**Extracted records**.
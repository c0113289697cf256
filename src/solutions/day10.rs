use advent_framework::grid::{Direction, Grid, Position};
use advent_framework::runner::solution_runner;
use advent_framework::{DynamicResult, ParseData, PartOne, PartTwo, Solution};
use thiserror::Error;

#[solution_runner(name = "Day 10: Pipe Maze", parsed = PipeMaze, part_one = Day10, part_two = Day10)]
impl super::AdventOfCode2023<10> {}

/*
The sketch is a grid of pipes. `|` and `-` run straight, `L J 7 F` bend between two directions,
`.` is ground and `S` is the start, sitting on a pipe whose shape is not drawn. The start belongs
to a single closed loop of pipes.
*/

#[derive(Error, Debug)]
enum Day10Error {
    #[error("invalid tile {0:?}")]
    InvalidTile(char),
    #[error("no start tile 'S' in the sketch")]
    MissingStart,
    #[error("start tile connects to {0} pipes, expected 2")]
    AmbiguousStart(usize),
    #[error("loop breaks at {0}")]
    BrokenLoop(Position),
}

const START: char = 'S';

/// The two directions a pipe connects, `None` for ground and unknown tiles.
fn connections(tile: char) -> Option<[Direction; 2]> {
    use Direction::{Down, Left, Right, Up};
    match tile {
        '|' => Some([Up, Down]),
        '-' => Some([Left, Right]),
        'L' => Some([Up, Right]),
        'J' => Some([Up, Left]),
        '7' => Some([Down, Left]),
        'F' => Some([Down, Right]),
        _ => None,
    }
}

fn pipe_between(a: Direction, b: Direction) -> Option<char> {
    ['|', '-', 'L', 'J', '7', 'F'].into_iter().find(|&pipe| {
        connections(pipe).is_some_and(|ends| ends.contains(&a) && ends.contains(&b))
    })
}

#[derive(Debug)]
struct PipeMaze {
    /// The sketch with the start replaced by its actual pipe.
    tiles: Grid<char>,
    on_loop: Grid<bool>,
    loop_length: usize,
}

impl ParseData for PipeMaze {
    fn parse(input: &str) -> DynamicResult<Self> {
        let mut tiles = Grid::parse(input, |tile| match tile {
            '|' | '-' | 'L' | 'J' | '7' | 'F' | '.' | START => Ok(tile),
            other => Err(Day10Error::InvalidTile(other)),
        })?;
        let start = tiles.find(|&tile| tile == START).ok_or(Day10Error::MissingStart)?;

        let start_ends: Vec<Direction> = tiles
            .neighbours4(start)
            .filter(|&(direction, neighbour)| {
                tiles
                    .get(neighbour)
                    .and_then(|&tile| connections(tile))
                    .is_some_and(|ends| ends.contains(&direction.opposite()))
            })
            .map(|(direction, _)| direction)
            .collect();
        let &[first_end, second_end] = start_ends.as_slice() else {
            return Err(Day10Error::AmbiguousStart(start_ends.len()).into());
        };
        let start_pipe =
            pipe_between(first_end, second_end).ok_or(Day10Error::AmbiguousStart(2))?;
        if let Some(tile) = tiles.get_mut(start) {
            *tile = start_pipe;
        }

        let mut on_loop = Grid::filled(tiles.height(), tiles.width(), false);
        let mut position = start;
        let mut heading = first_end;
        let mut loop_length = 0;
        loop {
            if let Some(visited) = on_loop.get_mut(position) {
                *visited = true;
            }
            position = tiles
                .step(position, heading)
                .ok_or(Day10Error::BrokenLoop(position))?;
            loop_length += 1;
            if position == start {
                break;
            }
            let ends = tiles
                .get(position)
                .and_then(|&tile| connections(tile))
                .filter(|ends| ends.contains(&heading.opposite()))
                .ok_or(Day10Error::BrokenLoop(position))?;
            heading = if ends[0] == heading.opposite() {
                ends[1]
            } else {
                ends[0]
            };
        }

        Ok(Self {
            tiles,
            on_loop,
            loop_length,
        })
    }
}

struct Day10;

impl Solution<PartOne> for Day10 {
    type Input = PipeMaze;
    type Output = usize;

    fn solve(input: &Self::Input) -> DynamicResult<Self::Output> {
        Ok(input.loop_length / 2)
    }
}

/*
For part 2, count tiles enclosed by the loop. Scanning a row from the left, a ray crosses the loop
every time it passes a loop pipe connecting upwards; tiles off the loop after an odd number of
crossings are inside.
*/

impl Solution<PartTwo> for Day10 {
    type Input = PipeMaze;
    type Output = usize;

    fn solve(input: &Self::Input) -> DynamicResult<Self::Output> {
        let mut enclosed = 0;
        for row in 0..input.tiles.height() {
            let mut inside = false;
            for (&tile, &on_loop) in input.tiles.row(row).zip(input.on_loop.row(row)) {
                if on_loop {
                    if connections(tile).is_some_and(|ends| ends.contains(&Direction::Up)) {
                        inside = !inside;
                    }
                } else if inside {
                    enclosed += 1;
                }
            }
        }
        Ok(enclosed)
    }
}

#[cfg(test)]
mod tests {
    use rstest::rstest;

    use super::*;

    const SQUARE_LOOP: &str = "-L|F7
7S-7|
L|7||
-L-J|
L|-JF
";

    const COMPLEX_LOOP: &str = "..F7.
.FJ|.
SJ.L7
|F--J
LJ...
";

    const ENCLOSED: &str = "...........
.S-------7.
.|F-----7|.
.||.....||.
.||.....||.
.|L-7.F-J|.
.|..|.|..|.
.L--J.L--J.
...........
";

    const SQUEEZED: &str = "..........
.S------7.
.|F----7|.
.||....||.
.||....||.
.|L-7F-J|.
.|..||..|.
.L--JL--J.
..........
";

    const LARGER: &str = "FF7FSF7F7F7F7F7F---7
L|LJ||||||||||||F--J
FL-7LJLJ||||||LJL-77
F--JF--7||LJLJ.F7FJ-
L---JF-JLJ....FJLJJ7
|F|F-JF---7...L7L|7|
|FFJF7L7F-JF7..L---7
7-L-JL7||F7|L7F-7F7|
L.L7LFJ|||||FJL7||LJ
L7JLJL-JLJLJL--JLJ.L
";

    #[rstest]
    #[case(SQUARE_LOOP, 4)]
    #[case(COMPLEX_LOOP, 8)]
    fn part_one_solves_examples(#[case] input: &str, #[case] expected: usize) -> DynamicResult<()> {
        let maze = PipeMaze::parse(input)?;
        assert_eq!(<Day10 as Solution<PartOne>>::solve(&maze)?, expected);
        Ok(())
    }

    #[rstest]
    #[case(COMPLEX_LOOP, 1)]
    #[case(ENCLOSED, 4)]
    #[case(SQUEEZED, 4)]
    #[case(LARGER, 10)]
    fn part_two_solves_examples(#[case] input: &str, #[case] expected: usize) -> DynamicResult<()> {
        let maze = PipeMaze::parse(input)?;
        assert_eq!(<Day10 as Solution<PartTwo>>::solve(&maze)?, expected);
        Ok(())
    }

    #[test]
    fn start_pipe_is_inferred() -> DynamicResult<()> {
        let maze = PipeMaze::parse(COMPLEX_LOOP)?;
        assert_eq!(maze.tiles.get(Position::new(2, 0)), Some(&'F'));
        Ok(())
    }

    #[test]
    fn start_without_two_connections_is_rejected() {
        assert!(PipeMaze::parse("...\n.S.\n...\n").is_err());
        assert!(PipeMaze::parse("...\n...\n").is_err());
    }
}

**Instructions to follow**.
Print out all of the records above, word for word.

**Solved problem**.
repository c0113289697cf256
filename src/solutions/day10.rs
use advent_framework::grid::{Direction, Grid, Position};
use advent_framework::runner::solution_runner;
use advent_framework::{DynamicResult, ParseData, PartOne, PartTwo, Solution};
use thiserror::Error;

#[solution_runner(name = "Day 10: Pipe Maze", parsed = PipeMaze, part_one = Day10, part_two = Day10)]
impl super::AdventOfCode2023<10> {}

/*
The sketch is a grid of pipes. `|` and `-` run straight, `L J 7 F` bend between two directions,
`.` is ground and `S` is the start, sitting on a pipe whose shape is not drawn. The start belongs
to a single closed loop of pipes.
*/

#[derive(Error, Debug)]
enum Day10Error {
    #[error("invalid tile {0:?}")]
    InvalidTile(char),
    #[error("no start tile 'S' in the sketch")]
    MissingStart,
    #[error("start tile connects to {0} pipes, expected 2")]
    AmbiguousStart(usize),
    #[error("loop breaks at {0}")]
    BrokenLoop(Position),
}

const START: char = 'S';

/// The two directions a pipe connects, `None` for ground and unknown tiles.
fn connections(tile: char) -> Option<[Direction; 2]> {
    use Direction::{Down, Left, Right, Up};
    match tile {
        '|' => Some([Up, Down]),
        '-' => Some([Left, Right]),
        'L' => Some([Up, Right]),
        'J' => Some([Up, Left]),
        '7' => Some([Down, Left]),
        'F' => Some([Down, Right]),
        _ => None,
    }
}

fn pipe_between(a: Direction, b: Direction) -> Option<char> {
    ['|', '-', 'L', 'J', '7', 'F'].into_iter().find(|&pipe| {
        connections(pipe).is_some_and(|ends| ends.contains(&a) && ends.contains(&b))
    })
}

#[derive(Debug)]
struct PipeMaze {
    /// The sketch with the start replaced by its actual pipe.
    tiles: Grid<char>,
    on_loop: Grid<bool>,
    loop_length: usize,
}

impl ParseData for PipeMaze {
    fn parse(input: &str) -> DynamicResult<Self> {
        let mut tiles = Grid::parse(input, |tile| match tile {
            '|' | '-' | 'L' | 'J' | '7' | 'F' | '.' | START => Ok(tile),
            other => Err(Day10Error::InvalidTile(other)),
        })?;
        let start = tiles.find(|&tile| tile == START).ok_or(Day10Error::MissingStart)?;

        let start_ends: Vec<Direction> = tiles
            .neighbours4(start)
            .filter(|&(direction, neighbour)| {
                tiles
                    .get(neighbour)
                    .and_then(|&tile| connections(tile))
                    .is_some_and(|ends| ends.contains(&direction.opposite()))
            })
            .map(|(direction, _)| direction)
            .collect();
        let &[first_end, second_end] = start_ends.as_slice() else {
            return Err(Day10Error::AmbiguousStart(start_ends.len()).into());
        };
        let start_pipe =
            pipe_between(first_end, second_end).ok_or(Day10Error::AmbiguousStart(2))?;
        if let Some(tile) = tiles.get_mut(start) {
            *tile = start_pipe;
        }

        let mut on_loop = Grid::filled(tiles.height(), tiles.width(), false);
        let mut position = start;
        let mut heading = first_end;
        let mut loop_length = 0;
        loop {
            if let Some(visited) = on_loop.get_mut(position) {
                *visited = true;
            }
            position = tiles
                .step(position, heading)
                .ok_or(Day10Error::BrokenLoop(position))?;
            loop_length += 1;
            if position == start {
                break;
            }
            let ends = tiles
                .get(position)
                .and_then(|&tile| connections(tile))
                .filter(|ends| ends.contains(&heading.opposite()))
                .ok_or(Day10Error::BrokenLoop(position))?;
            heading = if ends[0] == heading.opposite() {
                ends[1]
            } else {
                ends[0]
            };
        }

        Ok(Self {
            tiles,
            on_loop,
            loop_length,
        })
    }
}

struct Day10;

impl Solution<PartOne> for Day10 {
    type Input = PipeMaze;
    type Output = usize;

    fn solve(input: &Self::Input) -> DynamicResult<Self::Output> {
        Ok(input.loop_length / 2)
    }
}

/*
For part 2, count tiles enclosed by the loop. Scanning a row from the left, a ray crosses the loop
every time it passes a loop pipe connecting upwards; tiles off the loop after an odd number of
crossings are inside.
*/

impl Solution<PartTwo> for Day10 {
    type Input = PipeMaze;
    type Output = usize;

    fn solve(input: &Self::Input) -> DynamicResult<Self::Output> {
        let mut enclosed = 0;
        for row in 0..input.tiles.height() {
            let mut inside = false;
            for (&tile, &on_loop) in input.tiles.row(row).zip(input.on_loop.row(row)) {
                if on_loop {
                    if connections(tile).is_some_and(|ends| ends.contains(&Direction::Up)) {
                        inside = !inside;
                    }
                } else if inside {
                    enclosed += 1;
                }
            }
        }
        Ok(enclosed)
    }
}

#[cfg(test)]
mod tests {
    use rstest::rstest;

    use super::*;

    const SQUARE_LOOP: &str = "-L|F7
7S-7|
L|7||
-L-J|
L|-JF
";

    const COMPLEX_LOOP: &str = "..F7.
.FJ|.
SJ.L7
|F--J
LJ...
";

    const ENCLOSED: &str = "...........
.S-------7.
.|F-----7|.
.||.....||.
.||.....||.
.|L-7.F-J|.
.|..|.|..|.
.L--J.L--J.
...........
";

    const SQUEEZED: &str = "..........
.S------7.
.|F----7|.
.||....||.
.||....||.
.|L-7F-J|.
.|..||..|.
.L--JL--J.
..........
";

    const LARGER: &str = "FF7FSF7F7F7F7F7F---7
L|LJ||||||||||||F--J
FL-7LJLJ||||||LJL-77
F--JF--7||LJLJ.F7FJ-
L---JF-JLJ....FJLJJ7
|F|F-JF---7...L7L|7|
|FFJF7L7F-JF7..L---7
7-L-JL7||F7|L7F-7F7|
L.L7LFJ|||||FJL7||LJ
L7JLJL-JLJLJL--JLJ.L
";

    #[rstest]
    #[case(SQUARE_LOOP, 4)]
    #[case(COMPLEX_LOOP, 8)]
    fn part_one_solves_examples(#[case] input: &str, #[case] expected: usize) -> DynamicResult<()> {
        let maze = PipeMaze::parse(input)?;
        assert_eq!(<Day10 as Solution<PartOne>>::solve(&maze)?, expected);
        Ok(())
    }

    #[rstest]
    #[case(COMPLEX_LOOP, 1)]
    #[case(ENCLOSED, 4)]
    #[case(SQUEEZED, 4)]
    #[case(LARGER, 10)]
    fn part_two_solves_examples(#[case] input: &str, #[case] expected: usize) -> DynamicResult<()> {
        let maze = PipeMaze::parse(input)?;
        assert_eq!(<Day10 as Solution<PartTwo>>::solve(&maze)?, expected);
        Ok(())
    }

    #[test]
    fn start_pipe_is_inferred() -> DynamicResult<()> {
        let maze = PipeMaze::parse(COMPLEX_LOOP)?;
        assert_eq!(maze.tiles.get(Position::new(2, 0)), Some(&'F'));
        Ok(())
    }

    #[test]
    fn start_without_two_connections_is_rejected() {
        assert!(PipeMaze::parse("...\n.S.\n...\n").is_err());
        assert!(PipeMaze::parse("...\n...\n").is_err());
    }
}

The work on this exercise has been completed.